In September 2016, he made an appearance on the Today program to support his album Angelic 2 the Core, which sparked backlash for its unusual nature. Following the Today show appearance Feldman had an interview with The Hollywood Reporter where he discussed the creation of Corey's Angels. He said he met women at the Playboy Mansion who had dreams of acting and singing and stated, "I like helping them...to help girls who were kind of lost and needed help to find their way".

He described the situation as a "360 management, development and production entity". He added that they sought out girls who were 18 and who he thought were "virtuous, and honest and loyal". Feldman was asked about a contract shown in the Celebrity Wife Swap episode, and he stated, while it was not entirely real, "there are certain rules that we have. That's what they based that contract on." Feldman stated the point of the organization is to see "if we could get in and mold them while they're still young and impressionable, while they're moldable, so to speak, we can help them make the right choices." Feldman denied any allegations that the company was degrading to women.

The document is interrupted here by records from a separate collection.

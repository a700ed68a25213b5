//! Single-statement execution
//!
//! Every operation of the store goes through [`DatabaseConn::execute`]: one
//! statement, its parameters, and a transform shaping the raw
//! [`QueryOutcome`] into the caller's type. The statement runs inside its own
//! transaction; failures come back as [`StoreError::Query`] tagged with the
//! stage that failed.

use regex::Regex;
use rusqlite::{params_from_iter, Connection};
use std::fmt;
use std::sync::LazyLock;
use tracing::{debug, warn};

use crate::database::core::connection::DatabaseConn;
use crate::database::core::error::{Result, StoreError};
use crate::database::core::value::{Row, Value};

/// Raw result of one statement.
#[derive(Debug, Clone, Default, PartialEq)]
pub struct QueryOutcome {
    /// Rows produced by the statement, empty for writes
    pub rows: Vec<Row>,
    /// Row id assigned by an insert, if the statement inserted a row
    pub insert_id: Option<i64>,
    /// Rows changed by a write statement
    pub rows_affected: usize,
}

impl DatabaseConn {
    /// Run one statement in its own transaction and shape the result
    ///
    /// `operation` names the caller for error messages only. The transaction
    /// is committed before `transform` runs, so a transform failure does not
    /// undo the write. Only the first statement of `statement` is run; any
    /// text after its terminating `;` is ignored.
    pub async fn execute<T, E, F>(
        &self,
        operation: &str,
        statement: &str,
        params: &[Value],
        transform: F,
    ) -> Result<T>
    where
        F: FnOnce(QueryOutcome) -> std::result::Result<T, E>,
        E: fmt::Display,
    {
        debug!("{}: {}", operation, statement);

        let op = operation.to_string();
        let sql = statement.to_string();
        let params = params.to_vec();
        let raw = self
            .call(operation, move |conn| {
                run_in_transaction(conn, &sql, &params).map_err(|e| StoreError::execution(&op, &e))
            })
            .await;

        let outcome = match raw {
            Ok(outcome) => outcome,
            Err(e) => {
                warn!("{}", e);
                return Err(e);
            }
        };

        transform(outcome).map_err(|e| {
            let err = StoreError::transform(operation, e);
            warn!("{}", err);
            err
        })
    }

    /// Run one statement and discard its result
    pub async fn execute_unit(
        &self,
        operation: &str,
        statement: &str,
        params: &[Value],
    ) -> Result<()> {
        self.execute(operation, statement, params, |_| {
            Ok::<_, std::convert::Infallible>(())
        })
        .await
    }
}

fn run_in_transaction(
    conn: &mut Connection,
    sql: &str,
    params: &[Value],
) -> rusqlite::Result<QueryOutcome> {
    let tx = conn.transaction()?;
    let outcome = run_statement(&tx, sql, params)?;
    tx.commit()?;
    Ok(outcome)
}

#[allow(clippy::expect_used)]
static LEADING_COMMENTS_RE: LazyLock<Regex> = LazyLock::new(|| {
    Regex::new(r"^(?s)(?:\s+|--[^\n]*(?:\n|$)|/\*.*?\*/)*").expect("static regex must compile")
});

#[allow(clippy::expect_used)]
static DML_KEYWORD_RE: LazyLock<Regex> = LazyLock::new(|| {
    Regex::new(r"(?i)\b(INSERT|REPLACE|UPDATE|DELETE)\b").expect("static regex must compile")
});

/// Whether the statement is an `INSERT` or `REPLACE`
///
/// Leading comments are skipped. For `WITH ...` the first DML keyword
/// decides, since a common table expression cannot contain one.
fn is_insert(sql: &str) -> bool {
    let start = LEADING_COMMENTS_RE.find(sql).map_or(0, |m| m.end());
    let head = &sql[start..];
    let starts_with = |kw: &str| head.get(..kw.len()).is_some_and(|h| h.eq_ignore_ascii_case(kw));

    if starts_with("WITH") {
        return DML_KEYWORD_RE.captures(head).is_some_and(|caps| {
            let kw = &caps[1];
            kw.eq_ignore_ascii_case("INSERT") || kw.eq_ignore_ascii_case("REPLACE")
        });
    }
    starts_with("INSERT") || starts_with("REPLACE")
}

fn run_statement(
    conn: &Connection,
    sql: &str,
    params: &[Value],
) -> rusqlite::Result<QueryOutcome> {
    let mut stmt = conn.prepare(sql)?;

    if stmt.column_count() > 0 {
        let names: Vec<String> = stmt.column_names().iter().map(|n| n.to_string()).collect();
        let mut rows = Vec::new();
        let mut cursor = stmt.query(params_from_iter(params.iter()))?;
        while let Some(row) = cursor.next()? {
            let mut out = Row::new();
            for (idx, name) in names.iter().enumerate() {
                out.set(name, row.get::<_, Value>(idx)?);
            }
            rows.push(out);
        }
        return Ok(QueryOutcome {
            rows,
            ..Default::default()
        });
    }

    let rows_affected = stmt.execute(params_from_iter(params.iter()))?;
    let insert_id = (rows_affected > 0 && is_insert(sql)).then(|| conn.last_insert_rowid());

    Ok(QueryOutcome {
        rows: Vec::new(),
        insert_id,
        rows_affected,
    })
}
//! Core database infrastructure
//!
//! This module provides the foundational components every store is built on:
//! - `DatabaseConn`: the shared SQLite connection and its blocking-pool bridge
//! - `DatabaseConn::execute`: single-statement execution with result transforms
//! - `SchemaManager`: bookkeeping tables, caller tables and the version record
//! - `Value` / `Row`: dynamically typed parameters and result rows
//! - `StoreError`: the error envelope shared by every operation

mod connection;
mod error;
mod executor;
mod schema;
mod value;

pub use connection::{DatabaseConn, Location, StoreOptions};
pub use error::{Result, Stage, StoreError};
pub use executor::QueryOutcome;
pub use schema::{SchemaDefinitions, SchemaManager, DEFAULT_APP_VERSION};
pub use value::{Row, Value};
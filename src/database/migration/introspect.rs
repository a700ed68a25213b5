//! Column introspection for `ADD COLUMN` alterations
//!
//! Only the shape `ALTER TABLE <table> ADD COLUMN <column>` is recognized.
//! Anything else is reported as "column does not exist" so the alteration
//! is executed and the engine decides.

use regex::Regex;
use std::sync::LazyLock;

use crate::database::core::{DatabaseConn, Result, Value};

#[allow(clippy::expect_used)]
static ADD_COLUMN_RE: LazyLock<Regex> = LazyLock::new(|| {
    Regex::new(r#"(?i)ALTER\s+TABLE\s+[`"]?(\w+)[`"]?\s+ADD\s+COLUMN\s+[`"]?(\w+)[`"]?"#)
        .expect("static regex must compile")
});

/// Target of an `ADD COLUMN` alteration
#[derive(Debug, Clone, PartialEq, Eq)]
pub struct AddColumn {
    pub table: String,
    pub column: String,
}

/// Extract the table and column from an `ADD COLUMN` statement
pub fn parse_add_column(statement: &str) -> Option<AddColumn> {
    let caps = ADD_COLUMN_RE.captures(statement)?;
    Some(AddColumn {
        table: caps.get(1)?.as_str().to_string(),
        column: caps.get(2)?.as_str().to_string(),
    })
}

/// Names of the columns the engine reports for `table`
pub async fn table_columns(db: &DatabaseConn, table: &str) -> Result<Vec<String>> {
    let query = format!("PRAGMA table_info(\"{}\")", table.replace('"', "\"\""));
    db.execute("pragmaTableInfo", &query, &[], |outcome| {
        Ok::<_, &str>(
            outcome
                .rows
                .iter()
                .filter_map(|row| row.get("name").and_then(Value::as_str).map(String::from))
                .collect(),
        )
    })
    .await
}

/// Whether the column an alteration would add is already present
///
/// Unparsable statements return `false`. The comparison against
/// engine-reported names is case-sensitive.
pub async fn column_exists(db: &DatabaseConn, statement: &str) -> Result<bool> {
    let Some(target) = parse_add_column(statement) else {
        return Ok(false);
    };
    let columns = table_columns(db, &target.table).await?;
    Ok(columns.iter().any(|name| *name == target.column))
}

In October 2017, Feldman and his Corey's Angels bandmates were pulled over and arrested in Louisiana. Mitchell was in possession of Xanax. Feldman and his security guards received misdemeanor charges and were immediately released after paying fines. The other Corey's Angels bandmates, including Mitchell, were booked into jail and had to post bond. All of Feldman's Corey Angel's bandmates were released after posting bond overnight.

==Personal life==
Feldman stated that he began the "Emancipation Proclamation in Hollywood" at age 15, when he was granted emancipation from his parents. He stated that he was worth $1 million by age 15, and by the time the judge ordered the bank records to be supplied, only $40,000 remained.

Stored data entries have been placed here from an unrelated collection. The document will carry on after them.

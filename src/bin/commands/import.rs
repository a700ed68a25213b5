use anyhow::{anyhow, Context, Result};
use clap::Args;
use fieldstore::{OutputFormat, Row, StoreConfig, Value};
use itertools::Itertools;
use serde_json::json;
use std::path::PathBuf;

use super::open_store;

/// Arguments for the Import command
#[derive(Args)]
pub struct ImportArgs {
    /// Target table
    #[clap(value_name = "TABLE")]
    pub table: String,

    /// JSON file holding an array of objects; keys of the first object name the columns
    #[clap(value_name = "FILE")]
    pub file: PathBuf,
}

fn quote_ident(name: &str) -> String {
    format!("\"{}\"", name.replace('"', "\"\""))
}

/// Rows in the column order of the first object; missing keys become NULL
fn to_rows(objects: &[serde_json::Map<String, serde_json::Value>]) -> (Vec<String>, Vec<Row>) {
    let columns: Vec<String> = objects
        .first()
        .map(|o| o.keys().cloned().collect())
        .unwrap_or_default();
    let rows = objects
        .iter()
        .map(|object| {
            columns
                .iter()
                .map(|c| {
                    let value = object.get(c).map(Value::from).unwrap_or(Value::Null);
                    (c.clone(), value)
                })
                .collect::<Row>()
        })
        .collect();
    (columns, rows)
}

pub async fn run(
    config: &StoreConfig,
    args: ImportArgs,
    output_format: OutputFormat,
) -> Result<()> {
    let content = std::fs::read_to_string(&args.file)
        .with_context(|| format!("Unable to read {}", args.file.display()))?;
    let objects: Vec<serde_json::Map<String, serde_json::Value>> = serde_json::from_str(&content)
        .with_context(|| format!("{} is not a JSON array of objects", args.file.display()))?;

    let (columns, rows) = to_rows(&objects);
    if columns.is_empty() && !rows.is_empty() {
        return Err(anyhow!("the first object has no keys"));
    }

    let store = open_store(config)?;
    let base = format!(
        "INSERT INTO {} ({})",
        quote_ident(&args.table),
        columns.iter().map(|c| quote_ident(c)).join(", ")
    );
    let placeholder = format!("({})", std::iter::repeat("?").take(columns.len()).join(", "));

    store
        .bulk_insert(&base, &rows, &placeholder, &format!("import {}", args.table))
        .await?;

    if output_format.is_json() {
        let summary = json!({"table": args.table, "rows": rows.len()});
        println!("{}", output_format.render_value(&summary));
    } else {
        println!("Imported {} rows into {}", rows.len(), args.table);
    }
    Ok(())
}
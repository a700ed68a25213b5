//! Schema manifest files
//!
//! A manifest lists the table schemas and the alteration log of an
//! application in one TOML file:
//!
//! ```toml
//! tables = ["CREATE TABLE IF NOT EXISTS T (Id INTEGER)"]
//!
//! [[alterations]]
//! id = 1
//! sql = "ALTER TABLE T ADD COLUMN Name TEXT"
//! ```

use anyhow::{anyhow, Context, Result};
use config::{Config, File, FileFormat};
use serde::Deserialize;
use std::path::Path;

use crate::database::{Alteration, MigrationLog};

#[derive(Debug, Deserialize)]
struct ManifestFile {
    #[serde(default)]
    tables: Vec<String>,
    #[serde(default)]
    alterations: Vec<Alteration>,
}

/// Table schemas plus a validated migration log
#[derive(Debug, Clone, PartialEq, Eq)]
pub struct SchemaManifest {
    pub tables: Vec<String>,
    pub log: MigrationLog,
}

impl SchemaManifest {
    pub fn load(path: impl AsRef<Path>) -> Result<Self> {
        let path = path.as_ref();
        let path_str = path
            .to_str()
            .ok_or_else(|| anyhow!("Could not convert manifest path to string"))?;

        let file = Config::builder()
            .add_source(File::new(path_str, FileFormat::Toml))
            .build()
            .with_context(|| format!("Failed to read manifest {}", path.display()))?
            .try_deserialize::<ManifestFile>()
            .with_context(|| format!("Malformed manifest {}", path.display()))?;

        let log = MigrationLog::from_entries(file.alterations)
            .with_context(|| format!("Bad alteration list in {}", path.display()))?;

        Ok(SchemaManifest {
            tables: file.tables,
            log,
        })
    }
}
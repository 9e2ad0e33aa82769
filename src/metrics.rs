//! Generator counters reported through the `metrics` facade.
//!
//! Every counter carries a `generator` label with the generator's label
//! (its kind unless configured otherwise).

use ::metrics::counter;

/// Counter incremented when a producer task starts
pub const GENERATOR_STARTED: &str = "pullseq_generator_started_total";
/// Counter incremented for every value handed to a consumer
pub const GENERATOR_ITEMS_SENT: &str = "pullseq_generator_items_sent_total";
/// Counter incremented when a producer task exits, labelled by reason
pub const GENERATOR_STOPPED: &str = "pullseq_generator_stopped_total";

pub(crate) fn record_started(label: &str) {
    counter!(GENERATOR_STARTED, "generator" => label.to_string()).increment(1);
}

pub(crate) fn record_sent(label: &str) {
    counter!(GENERATOR_ITEMS_SENT, "generator" => label.to_string()).increment(1);
}

pub(crate) fn record_stopped(label: &str, reason: &'static str) {
    counter!(GENERATOR_STOPPED, "generator" => label.to_string(), "reason" => reason)
        .increment(1);
}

On March 28, 2018, Feldman claimed that he received a small puncture wound and admitted himself to a hospital. It was later reported by the police that he had no lacerations.

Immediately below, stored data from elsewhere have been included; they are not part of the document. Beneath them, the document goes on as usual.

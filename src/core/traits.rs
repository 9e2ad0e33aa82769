//! Core traits for pull-based sequences.
//!
//! This module defines the cursor abstraction every other part of the crate
//! is built on. A sequence is advanced explicitly and then read, which lets
//! adapters stay lazy and lets generators apply backpressure: nothing is
//! produced until a consumer asks for it.

use crate::adapters::{Filter, Map};

/// A pull-based cursor over a stream of values.
///
/// The protocol is advance-then-read: call [`advance`](Sequence::advance) and,
/// if it returned `true`, the element is available through
/// [`current`](Sequence::current) until the next call to `advance`.
///
/// `current` returns `None` before the first successful advance and after
/// `advance` has returned `false`. Callers should treat that as misuse rather
/// than as a signal; the only end-of-sequence signal is `advance` returning
/// `false`.
///
/// Sequences are single-consumer. Wrapping a sequence in an adapter moves it
/// into the adapter, so the upstream cannot be read from afterwards.
///
/// # Examples
///
/// ```rust
/// use pullseq::core::Sequence;
///
/// struct Countdown {
///     next: u32,
///     current: Option<u32>,
/// }
///
/// impl Sequence for Countdown {
///     type Item = u32;
///
///     fn advance(&mut self) -> bool {
///         if self.next == 0 {
///             self.current = None;
///             return false;
///         }
///         self.current = Some(self.next);
///         self.next -= 1;
///         true
///     }
///
///     fn current(&self) -> Option<&Self::Item> {
///         self.current.as_ref()
///     }
/// }
///
/// let mut countdown = Countdown { next: 2, current: None };
/// assert!(countdown.advance());
/// assert_eq!(countdown.current(), Some(&2));
/// ```
pub trait Sequence {
    /// The type of elements this sequence yields
    type Item;

    /// Move the cursor to the next element.
    ///
    /// Returns `false` once the sequence is exhausted. Exhausted sequences stay
    /// exhausted.
    fn advance(&mut self) -> bool;

    /// The element under the cursor, if the last advance succeeded.
    fn current(&self) -> Option<&Self::Item>;
}

impl<S: Sequence + ?Sized> Sequence for Box<S> {
    type Item = S::Item;

    fn advance(&mut self) -> bool {
        (**self).advance()
    }

    fn current(&self) -> Option<&Self::Item> {
        (**self).current()
    }
}

impl<S: Sequence + ?Sized> Sequence for &mut S {
    type Item = S::Item;

    fn advance(&mut self) -> bool {
        (**self).advance()
    }

    fn current(&self) -> Option<&Self::Item> {
        (**self).current()
    }
}

/// Extension trait for sequences that provides adapter methods
pub trait SequenceExt: Sequence {
    /// Map elements through a function, lazily
    fn map<F, V>(self, f: F) -> Map<Self, F, V>
    where
        Self: Sized,
        F: Fn(&Self::Item) -> V,
    {
        Map::new(self, f)
    }

    /// Keep only the elements matching a predicate
    fn filter<F>(self, predicate: F) -> Filter<Self, F>
    where
        Self: Sized,
        F: FnMut(&Self::Item) -> bool,
    {
        Filter::new(self, predicate)
    }

    /// View this sequence as a std [`Iterator`] of cloned elements
    fn iter(self) -> SequenceIter<Self>
    where
        Self: Sized,
        Self::Item: Clone,
    {
        SequenceIter { sequence: self }
    }

    /// Box this sequence behind a trait object
    fn boxed<'a>(self) -> Box<dyn Sequence<Item = Self::Item> + 'a>
    where
        Self: Sized + 'a,
    {
        Box::new(self)
    }
}

impl<S: Sequence + ?Sized> SequenceExt for S {}

/// A std [`Iterator`] over a [`Sequence`].
///
/// Each call to `next` advances the sequence once and clones the element
/// under the cursor.
pub struct SequenceIter<S> {
    sequence: S,
}

impl<S> SequenceIter<S> {
    /// Recover the wrapped sequence
    pub fn into_inner(self) -> S {
        self.sequence
    }
}

impl<S> Iterator for SequenceIter<S>
where
    S: Sequence,
    S::Item: Clone,
{
    type Item = S::Item;

    fn next(&mut self) -> Option<Self::Item> {
        if self.sequence.advance() {
            self.sequence.current().cloned()
        } else {
            None
        }
    }
}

Feldman is a Democrat and an advocate for animal welfare and animal rights; he has adhered to a vegetarian diet since his youth. He appeared with his second wife in a PETA ad campaign promoting vegetarianism. He was awarded the Paws of Fame Award by the Wildlife WayStation for his dedication to animal rights. Feldman holds beliefs in the paranormal.

=== Drug and alcohol abuse ===
Feldman has spoken publicly about his struggles with drug addiction and alcoholism, which he said started due to abuse from his mother and his sexual abuse while in the film industry. In September 1990, he was charged with possession of heroin, in his second narcotics-related charge since March 1990. In October 1990, Feldman entered a live-in drug program. In December 1990, he was suspended from the program for rules violations.

On December 10, 1990, Feldman, who three days prior was arrested for a third time for both driving with a suspended driver's license, legally agreed to enter drug rehabilitation as part of a plea deal. As a result of his December 7, 1990 arrest, which followed his suspension from the live-in drug program, Feldman was not allowed to be released from custody through bail on this occasion. In 2017, he said that he underwent a 10-month rehabilitation process to recover from an addiction to heroin.

In October 2016, Feldman denied being on drugs when he performed on the Today program in September.

In October 2017, his band was pulled over in Mangham, Louisiana. Feldman was in possession of marijuana and driving while his driver's license was suspended. He was charged with misdemeanor possession of marijuana, driving under suspension, and speeding. He paid a $640 fine.

===Friendship with Corey Haim===

Feldman and fellow actor Corey Haim were close friends. Feldman first met Haim at the age of 14 on the set of The Lost Boys, a film in which they both acted. The two became known as "The Two Coreys". The Two Coreys "became the hosts of a weekly underage party night for Hollywood Youth called Alphy's Soda Pop Club".

The Two Coreys went on to star in License to Drive (1988) and Dream a Little Dream (1989) together. Becoming a brand, The Two Coreys achieved mainstream fame and notoriety as teen idols. However, both Feldman and Haim experienced career downturns due to drug use.

The Two Coreys, a reality show about The Two Coreys, aired on the A&E Network from 2007 to 2008. The disintegrating relationship between the former best friends prompted a six-month hiatus before the second season. Before Haim's death, he and Feldman reconciled off-camera.

Haim died of pneumonia in 2010, following a long battle with drug addiction. Following Haim's death, Feldman said that he "hoped his friend would be remembered 'as a beautiful, funny, enigmatic character who brought nothing but life and lights and entertainment and art to all of our lives.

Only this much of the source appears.